Given the seriousness of current events (some of which are described in the Morning Reads), we thought it might be healthy to offer a lighter Closer Look. And so we turn to: footnotes.
If you ever find yourself in a room full of litigators (given you’re a SCOTUSblog reader, you likely know one or two), and want some decent conversation, bring up this topic. Even the justices disagree on what to do with “those pesky footnotes.” (In fact, there’s an entire book, The Supreme Court Footnote: A Surprising History, that purports to cover “[a] history of the humble footnote and its impact on the highest court in the land.”)
Interestingly, heavy footnote usage is relatively new to the court, with a steep increase in density over the 20th century. Indeed, Justices Oliver Wendell Holmes, Jr. and Benjamin Cardozo wrote without any dependence on footnotes, and Chief Justice Charles Evans Hughes reportedly said (but never wrote) “I will not be bound by a footnote.”
Some, but not all, more recent justices have claimed to be on the same page.

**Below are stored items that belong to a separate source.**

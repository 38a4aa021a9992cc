use argon2::password_hash::SaltString;
use argon2::{Argon2, PasswordHash, PasswordHasher, PasswordVerifier};
use rand::rngs::OsRng;

use crate::error::AppError;

/// Argon2id hash in PHC string format.
pub fn hash_password(plain: &str) -> Result<String, AppError> {
    let salt = SaltString::generate(&mut OsRng);
    Argon2::default()
        .hash_password(plain.as_bytes(), &salt)
        .map(|hash| hash.to_string())
        .map_err(|e| AppError::Internal(format!("password hashing failed: {e}")))
}

/// `false` for a wrong password and for a malformed stored hash alike.
pub fn verify_password(plain: &str, stored_hash: &str) -> bool {
    match PasswordHash::new(stored_hash) {
        Ok(parsed) => Argon2::default()
            .verify_password(plain.as_bytes(), &parsed)
            .is_ok(),
        Err(_) => false,
    }
}

#[cfg(test)]
mod tests {
    use super::*;

    #[test]
    fn hash_and_verify() {
        let hash = hash_password("hunter22").unwrap();
        assert!(hash.starts_with("$argon2id$"));
        assert!(verify_password("hunter22", &hash));
        assert!(!verify_password("hunter23", &hash));
    }

    #[test]
    fn salts_differ() {
        assert_ne!(hash_password("same").unwrap(), hash_password("same").unwrap());
    }

    #[test]
    fn malformed_hash_never_verifies() {
        assert!(!verify_password("anything", "not-a-phc-string"));
    }
}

Justice Lewis F. Powell Jr. once wrote a memo to his law clerks asking them to avoid long, heavily footnoted opinions: “[A] frequent and justified criticism of this Court is that opinions are too long and – like many law review articles and notes – are overburdened with footnotes.” Likewise, Justice Arthur Goldberg said that footnotes “cause more problems than they solve.” When President Bill Clinton nominated Justice Stephen Breyer to the Supreme Court in 1994, Breyer echoed Goldberg’s advice to him as his clerk (“Clear writing, he always told me, reflects clear thinking, and it makes legal opinions accessible and understandable, not just to the lawyers but to all the people whom they touch. And so today, I will make this public promise to Justice Goldberg: No footnotes. Or as few as possible.”). Breyer kept his promise.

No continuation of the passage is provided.